Phenomenological reduction of these themes of Being within a specific phenomena (e.g. an aesthetic experience) begins with the apprehension of Being, to the understanding of the uncovered themes of Being, returning back through interpreting these themes of the studied experience, to the apprehension of the Being. This is a Hermeneutic Circle of interpretation, reducing the uncovered themes of the studied phenomena to “uncover commonalities and differences” (Benner, 1994, p104) seen through the eyes of the individual, to illuminate “that would have been overlooked in a purely descriptive approach” (Lopez, 2004, p734).
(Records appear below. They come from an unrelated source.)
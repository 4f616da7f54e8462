//! Contains structs for `objview.toml`.

use anyhow::{Context, Result};
use std::{
    fs::read_to_string,
    path::{Path, PathBuf},
};

use log::info;
use serde::Deserialize;

/// Whole viewer configuration. Every field may be omitted.
#[derive(Debug, Clone, PartialEq, Deserialize)]
#[serde(default)]
pub struct ViewerConfig {
    pub window: WindowConfig,
    pub camera: CameraConfig,
    pub appearance: AppearanceConfig,
    pub shader_directory: PathBuf,
}

#[derive(Debug, Clone, PartialEq, Deserialize)]
#[serde(default)]
pub struct WindowConfig {
    pub title: String,
    pub width: u32,
    pub height: u32,
}

#[derive(Debug, Clone, PartialEq, Deserialize)]
#[serde(default)]
pub struct CameraConfig {
    /// Vertical field of view in degrees.
    pub field_of_view: f32,
    pub initial_zoom: f32,
    pub zoom_step: f32,
    /// Degrees of rotation per dragged pixel.
    pub rotation_sensitivity: f32,
}

#[derive(Debug, Clone, PartialEq, Deserialize)]
#[serde(default)]
pub struct AppearanceConfig {
    pub background: [f32; 3],
    /// Colour of faces without a usable material.
    pub model_color: [f32; 3],
    /// Colour of the cube shown when the model could not be loaded.
    pub fallback_color: [f32; 3],
    pub light_position: [f32; 3],
}

impl Default for ViewerConfig {
    fn default() -> ViewerConfig {
        ViewerConfig {
            window: WindowConfig::default(),
            camera: CameraConfig::default(),
            appearance: AppearanceConfig::default(),
            shader_directory: PathBuf::from("shaders"),
        }
    }
}

impl Default for WindowConfig {
    fn default() -> WindowConfig {
        WindowConfig {
            title: "OBJ Model Viewer".into(),
            width: 800,
            height: 600,
        }
    }
}

impl Default for CameraConfig {
    fn default() -> CameraConfig {
        CameraConfig {
            field_of_view: 45.0,
            initial_zoom: -5.0,
            zoom_step: 0.5,
            rotation_sensitivity: 0.5,
        }
    }
}

impl Default for AppearanceConfig {
    fn default() -> AppearanceConfig {
        AppearanceConfig {
            background: [0.2, 0.2, 0.2],
            model_color: [0.7, 0.7, 0.9],
            fallback_color: [1.0, 0.5, 0.0],
            light_position: [2.0, 2.0, 3.0],
        }
    }
}

impl ViewerConfig {
    /// Parses the configuration from TOML text.
    pub fn from_toml(source: &str) -> Result<ViewerConfig> {
        Ok(toml::from_str(source)?)
    }

    /// Reads the configuration file. A missing file yields the defaults.
    pub fn load(path: impl AsRef<Path>) -> Result<ViewerConfig> {
        let path = path.as_ref();
        if !path.exists() {
            info!("No configuration at {:?}, using defaults", path);
            return Ok(ViewerConfig::default());
        }

        let source = read_to_string(path)
            .with_context(|| format!("Failed to read the configuration {:?}", path))?;
        let config = ViewerConfig::from_toml(&source)
            .with_context(|| format!("Failed to parse the configuration {:?}", path))?;
        info!("Loaded configuration from {:?}", path);
        Ok(config)
    }
}

#[cfg(test)]
mod tests {
    use super::*;
    use std::io::Write;

    use tempfile::NamedTempFile;

    #[test]
    fn empty_source_gives_defaults() {
        let config = ViewerConfig::from_toml("").unwrap();
        assert_eq!(config, ViewerConfig::default());
        assert_eq!(config.window.width, 800);
        assert_eq!(config.window.height, 600);
        assert_eq!(config.camera.initial_zoom, -5.0);
        assert_eq!(config.appearance.model_color, [0.7, 0.7, 0.9]);
    }

    #[test]
    fn partial_tables_keep_other_defaults() {
        let config = ViewerConfig::from_toml(
            r#"
            shader_directory = "assets/glsl"

            [window]
            width = 1280

            [camera]
            zoom_step = 0.25
            "#,
        )
        .unwrap();

        assert_eq!(config.shader_directory, PathBuf::from("assets/glsl"));
        assert_eq!(config.window.width, 1280);
        assert_eq!(config.window.height, 600);
        assert_eq!(config.window.title, "OBJ Model Viewer");
        assert_eq!(config.camera.zoom_step, 0.25);
        assert_eq!(config.camera.rotation_sensitivity, 0.5);
        assert_eq!(config.appearance, AppearanceConfig::default());
    }

    #[test]
    fn wrong_types_are_rejected() {
        assert!(ViewerConfig::from_toml("[window]\nwidth = \"wide\"").is_err());
        assert!(ViewerConfig::from_toml("[appearance]\nbackground = [1.0, 0.0]").is_err());
    }

    #[test]
    fn load_reads_file_or_falls_back() {
        let mut file = NamedTempFile::new().unwrap();
        writeln!(file, "[appearance]\nbackground = [0.0, 0.0, 0.0]").unwrap();
        let config = ViewerConfig::load(file.path()).unwrap();
        assert_eq!(config.appearance.background, [0.0, 0.0, 0.0]);

        let directory = tempfile::tempdir().unwrap();
        let missing = ViewerConfig::load(directory.path().join("absent.toml")).unwrap();
        assert_eq!(missing, ViewerConfig::default());
    }
}
//! 視点と表示切り替えの状態を扱うモジュール。

use crate::config::CameraConfig;

use log::info;
use ultraviolet::{projection::perspective_gl, Mat4, Vec3};

/// キー入力から解釈される操作。
#[derive(Debug, Clone, Copy, PartialEq, Eq)]
pub enum Command {
    ZoomIn,
    ZoomOut,
    ToggleLighting,
    ToggleWireframe,
    ToggleAxis,
    ResetView,
    Exit,
}

/// 操作を適用した結果、イベントループを続けるかどうか。
#[derive(Debug, Clone, Copy, PartialEq, Eq)]
pub enum Flow {
    Continue,
    Exit,
}

/// 視点・ズーム・各種トグルを保持する。
#[derive(Debug, Clone, PartialEq)]
pub struct ViewerState {
    angle_x: f32,
    angle_y: f32,
    zoom: f32,
    lighting: bool,
    wireframe: bool,
    show_axis: bool,
    dragging: bool,
    cursor: Option<(f64, f64)>,
    viewport: (u32, u32),
    camera: CameraConfig,
}

impl ViewerState {
    pub fn new(camera: &CameraConfig, viewport: (u32, u32)) -> ViewerState {
        ViewerState {
            angle_x: 0.0,
            angle_y: 0.0,
            zoom: camera.initial_zoom,
            lighting: true,
            wireframe: false,
            show_axis: false,
            dragging: false,
            cursor: None,
            viewport,
            camera: camera.clone(),
        }
    }

    /// X 軸周りの回転角 (度) を返す。
    pub fn angle_x(&self) -> f32 {
        self.angle_x
    }

    /// Y 軸周りの回転角 (度) を返す。
    pub fn angle_y(&self) -> f32 {
        self.angle_y
    }

    pub fn zoom(&self) -> f32 {
        self.zoom
    }

    pub fn lighting(&self) -> bool {
        self.lighting
    }

    pub fn wireframe(&self) -> bool {
        self.wireframe
    }

    pub fn show_axis(&self) -> bool {
        self.show_axis
    }

    /// 操作を適用する。
    pub fn apply(&mut self, command: Command) -> Flow {
        match command {
            Command::ZoomIn => self.zoom += self.camera.zoom_step,
            Command::ZoomOut => self.zoom -= self.camera.zoom_step,
            Command::ToggleLighting => {
                self.lighting = !self.lighting;
                info!("Lighting: {}", on_off(self.lighting));
            }
            Command::ToggleWireframe => {
                self.wireframe = !self.wireframe;
                info!("Wireframe: {}", on_off(self.wireframe));
            }
            Command::ToggleAxis => {
                self.show_axis = !self.show_axis;
                info!("Axis: {}", on_off(self.show_axis));
            }
            Command::ResetView => {
                self.angle_x = 0.0;
                self.angle_y = 0.0;
                self.zoom = self.camera.initial_zoom;
                info!("View reset");
            }
            Command::Exit => return Flow::Exit,
        }
        Flow::Continue
    }

    /// 左ボタンの押下状態を更新する。
    pub fn set_dragging(&mut self, dragging: bool) {
        self.dragging = dragging;
    }

    /// カーソル位置を更新し、ドラッグ中なら回転させる。回転したら `true` を返す。
    pub fn move_cursor(&mut self, x: f64, y: f64) -> bool {
        let previous = self.cursor.replace((x, y));
        match previous {
            Some((last_x, last_y)) if self.dragging => {
                let sensitivity = self.camera.rotation_sensitivity;
                self.angle_y += (x - last_x) as f32 * sensitivity;
                self.angle_x += (y - last_y) as f32 * sensitivity;
                true
            }
            _ => false,
        }
    }

    /// カーソルがウィンドウ外に出たときに呼ぶ。
    pub fn leave_cursor(&mut self) {
        self.cursor = None;
    }

    pub fn resize(&mut self, width: u32, height: u32) {
        self.viewport = (width, height);
    }

    /// アスペクト比を返す。高さが 0 のときは 1 として扱う。
    pub fn aspect_ratio(&self) -> f32 {
        let (width, height) = self.viewport;
        if height == 0 {
            1.0
        } else {
            width as f32 / height as f32
        }
    }

    /// 投影行列を返す。
    pub fn projection_matrix(&self) -> Mat4 {
        perspective_gl(
            self.camera.field_of_view.to_radians(),
            self.aspect_ratio(),
            0.1,
            100.0,
        )
    }

    /// ズーム・回転を含むビュー行列を返す。
    pub fn view_matrix(&self) -> Mat4 {
        Mat4::from_translation(Vec3::new(0.0, 0.0, self.zoom))
            * Mat4::from_rotation_x(self.angle_x.to_radians())
            * Mat4::from_rotation_y(self.angle_y.to_radians())
    }
}

fn on_off(flag: bool) -> &'static str {
    if flag {
        "ON"
    } else {
        "OFF"
    }
}
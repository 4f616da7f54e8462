//! .obj ファイル、 .mtl ファイルのパーサー。

use crate::{
    bounds::Bounds,
    mtl::Material,
    obj::{Face, Model},
    texture::TextureLoader,
    Error, Result,
};
use std::{
    collections::HashMap,
    fs::File,
    io::{prelude::*, BufReader},
    path::{Path, PathBuf},
    str::FromStr,
};

use log::{debug, info, warn};
use ultraviolet::{Vec2, Vec3};

/// Represents the abstract data of a line in OBJ file.
#[derive(Debug, Clone, PartialEq)]
enum ObjCommand {
    /// `mtllib`
    MaterialLibrary(PathBuf),

    /// `usemtl`
    UseMaterial(String),

    /// `v`
    Vertex(Vec3),

    /// `vt`
    VertexUv(Vec2),

    /// `vn`
    VertexNormal(Vec3),

    /// `f`, with indices already resolved
    Face(Face),

    /// Any other unknown keyword
    Unknown(String),
}

/// Represents the abstract data of a line in MTL file.
#[derive(Debug, Clone, PartialEq)]
enum MtlCommand {
    /// `newmtl`
    NewMaterial(String),

    /// `Ka`
    Ambient(Vec3),

    /// `Kd`
    Diffuse(Vec3),

    /// `Ks`
    Specular(Vec3),

    /// `Ns`
    Shininess(f32),

    /// `d` or `Tr`
    Transparency(f32),

    /// `illum`
    Illumination(i32),

    /// `map_Ka`
    AmbientMap(PathBuf),

    /// `map_Kd`
    DiffuseMap(PathBuf),

    /// `map_Ks`
    SpecularMap(PathBuf),

    /// `map_Bump` or `bump`
    BumpMap(PathBuf),

    /// Any other unknown keyword
    Unknown(String),
}

/// In-progress state of a single OBJ load.
struct ObjBuffer<H> {
    base_directory: PathBuf,
    current_material: String,
    vertices: Vec<Vec3>,
    normals: Vec<Vec3>,
    texture_uvs: Vec<Vec2>,
    faces: Vec<Face>,
    materials: HashMap<String, Material<H>>,
    bounds: Bounds,
}

impl<H> ObjBuffer<H> {
    fn new(base_directory: &Path) -> ObjBuffer<H> {
        ObjBuffer {
            base_directory: base_directory.to_owned(),
            current_material: String::new(),
            vertices: vec![],
            normals: vec![],
            texture_uvs: vec![],
            faces: vec![],
            materials: HashMap::new(),
            bounds: Bounds::new(),
        }
    }

    /// Current lengths of (vertices, texture UVs, normals), in face component order.
    fn index_counts(&self) -> (usize, usize, usize) {
        (
            self.vertices.len(),
            self.texture_uvs.len(),
            self.normals.len(),
        )
    }

    fn into_model(self) -> Model<H> {
        let (center, scale) = self.bounds.normalization();
        Model {
            vertices: self.vertices.into_boxed_slice(),
            normals: self.normals.into_boxed_slice(),
            texture_uvs: self.texture_uvs.into_boxed_slice(),
            faces: self.faces.into_boxed_slice(),
            materials: self.materials,
            bounds: self.bounds,
            center,
            scale,
        }
    }
}

/// In-progress state of a single MTL load.
struct MtlBuffer<H> {
    current: Option<Material<H>>,
    complete_materials: HashMap<String, Material<H>>,
}

impl<H> MtlBuffer<H> {
    fn new() -> MtlBuffer<H> {
        MtlBuffer {
            current: None,
            complete_materials: HashMap::new(),
        }
    }

    fn commit_material(&mut self) {
        if let Some(material) = self.current.take() {
            self.complete_materials
                .insert(material.name.clone(), material);
        }
    }
}

/// Represents the parser of OBJ/MTL.
pub struct Parser<L> {
    texture_loader: L,
}

impl<L: TextureLoader> Parser<L> {
    /// Creates an instance of `Parser`.
    /// # Parameters
    /// * `texture_loader`
    ///     - Called for every `map_Kd` as soon as it is parsed, with the path
    ///       resolved against the directory of the OBJ file.
    pub fn new(texture_loader: L) -> Parser<L> {
        Parser { texture_loader }
    }

    /// Returns the texture loader.
    pub fn texture_loader(&self) -> &L {
        &self.texture_loader
    }

    /// Loads an OBJ file and the MTL files it references.
    ///
    /// Fails only when the OBJ file itself cannot be read. Malformed lines,
    /// missing material libraries and missing textures are logged and skipped.
    pub fn load_obj(&mut self, filename: impl AsRef<Path>) -> Result<Model<L::Handle>> {
        let filename = filename.as_ref();
        let obj_file = File::open(filename)?;
        let base_directory = filename
            .parent()
            .map(Path::to_path_buf)
            .unwrap_or_default();

        let model = self.parse_obj(obj_file, base_directory)?;
        info!(
            "Wavefront OBJ {:?} loaded; {} vertices, {} normals, {} texture coords, {} faces, {} materials",
            filename,
            model.vertex_count(),
            model.normal_count(),
            model.uv_count(),
            model.face_count(),
            model.material_count(),
        );
        info!(
            "Normalization center: {:?}, scale: {}",
            model.center(),
            model.scale()
        );

        Ok(model)
    }

    /// Parses the OBJ file.
    /// `mtllib` and `map_Kd` paths are resolved against `base_directory`.
    pub fn parse_obj(
        &mut self,
        reader: impl Read,
        base_directory: impl AsRef<Path>,
    ) -> Result<Model<L::Handle>> {
        let mut buffer = ObjBuffer::new(base_directory.as_ref());
        read_lines(reader, "OBJ", |keyword, data| {
            self.process_obj_line(&mut buffer, keyword, data)
        })?;

        Ok(buffer.into_model())
    }

    /// Parses the MTL file.
    /// `map_Kd` paths are resolved against `base_directory`.
    pub fn parse_mtl(
        &mut self,
        reader: impl Read,
        base_directory: impl AsRef<Path>,
    ) -> Result<HashMap<String, Material<L::Handle>>> {
        let base_directory = base_directory.as_ref();
        let mut buffer = MtlBuffer::new();
        read_lines(reader, "MTL", |keyword, data| {
            self.process_mtl_line(&mut buffer, base_directory, keyword, data)
        })?;
        buffer.commit_material();

        Ok(buffer.complete_materials)
    }

    fn process_obj_line(
        &mut self,
        buffer: &mut ObjBuffer<L::Handle>,
        keyword: &str,
        data: &[&str],
    ) -> Result<()> {
        match parse_obj_line(keyword, data, buffer.index_counts())? {
            ObjCommand::Vertex(vertex) => {
                buffer.bounds.extend(vertex);
                buffer.vertices.push(vertex);
            }
            ObjCommand::VertexUv(uv) => buffer.texture_uvs.push(uv),
            ObjCommand::VertexNormal(normal) => buffer.normals.push(normal),
            ObjCommand::Face(mut face) => {
                face.material_name = buffer.current_material.clone();
                buffer.faces.push(face);
            }
            ObjCommand::MaterialLibrary(filename) => self.load_mtl(buffer, &filename),
            ObjCommand::UseMaterial(name) => buffer.current_material = name,
            ObjCommand::Unknown(keyword) => debug!("Unsupported OBJ keyword: {}", keyword),
        }

        Ok(())
    }

    /// Loads a `mtllib` into the buffer. Failures never abort the OBJ load.
    fn load_mtl(&mut self, buffer: &mut ObjBuffer<L::Handle>, filename: &Path) {
        let path = buffer.base_directory.join(filename);
        let mtl_file = match File::open(&path) {
            Ok(f) => f,
            Err(e) => {
                warn!("Cannot open material library {:?}: {}", path, e);
                return;
            }
        };

        match self.parse_mtl(mtl_file, &buffer.base_directory) {
            Ok(materials) => {
                info!("Loaded {} materials from {:?}", materials.len(), path);
                buffer.materials.extend(materials);
            }
            Err(e) => warn!("Failed to read material library {:?}: {}", path, e),
        }
    }

    fn process_mtl_line(
        &mut self,
        buffer: &mut MtlBuffer<L::Handle>,
        base_directory: &Path,
        keyword: &str,
        data: &[&str],
    ) -> Result<()> {
        match parse_mtl_line(keyword, data)? {
            MtlCommand::NewMaterial(name) => {
                buffer.commit_material();
                buffer.current = Some(Material::new(name));
            }
            MtlCommand::Unknown(keyword) => debug!("Unsupported MTL keyword: {}", keyword),
            property => match buffer.current.as_mut() {
                Some(material) => self.apply_property(material, base_directory, property),
                None => debug!("MTL keyword {} appeared before any newmtl", keyword),
            },
        }

        Ok(())
    }

    fn apply_property(
        &mut self,
        material: &mut Material<L::Handle>,
        base_directory: &Path,
        property: MtlCommand,
    ) {
        match property {
            MtlCommand::Ambient(v) => material.ambient = v,
            MtlCommand::Diffuse(v) => material.diffuse = v,
            MtlCommand::Specular(v) => material.specular = v,
            MtlCommand::Shininess(v) => material.shininess = v,
            MtlCommand::Transparency(v) => material.transparency = v,
            MtlCommand::Illumination(v) => material.illumination = v,
            MtlCommand::AmbientMap(path) => material.ambient_map = Some(path),
            MtlCommand::SpecularMap(path) => material.specular_map = Some(path),
            MtlCommand::BumpMap(path) => material.bump_map = Some(path),
            MtlCommand::DiffuseMap(path) => {
                let texture_path = base_directory.join(&path);
                material.texture = match self.texture_loader.load_texture(&texture_path) {
                    Ok(handle) => {
                        info!("Loaded texture {:?} for {}", texture_path, material.name);
                        Some(handle)
                    }
                    Err(e) => {
                        warn!("Failed to load texture {:?}: {}", texture_path, e);
                        None
                    }
                };
                material.diffuse_map = Some(path);
            }
            MtlCommand::NewMaterial(_) | MtlCommand::Unknown(_) => (),
        }
    }
}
This hermeneutic process is contextual to a situated, cultural and historical “meaning of being in the world” (Earle, 2010, p288) (Johnson, 2000, p144) and the interpretation is conditional on the temporality of Being (Heidegger, 1982, p17) between the apprehension of Being and the understanding of the uncovered themes of Being within a studied situation. This systematic movement within a hermeneutic circle of interpretation affords the interpreter to check for “incongruities, puzzles, and unifying repeated concerns” (Benner, 1994, p113), and leads the interpreter through a cycle of “understanding, interpretation, and critique” (p120) to “uncover naturally occurring concerns and meanings” (p112) to understand the phenomena as directly as possible - as directly as experienced. Other qualitative methods attempt to examine the peripheral limitations or delimitations that surround it. In a phenomenological study the researcher enters the research open to understand the phenomena fully through the eyes of the participant. This is to understand their behaviour within that specific experience of the phenomena.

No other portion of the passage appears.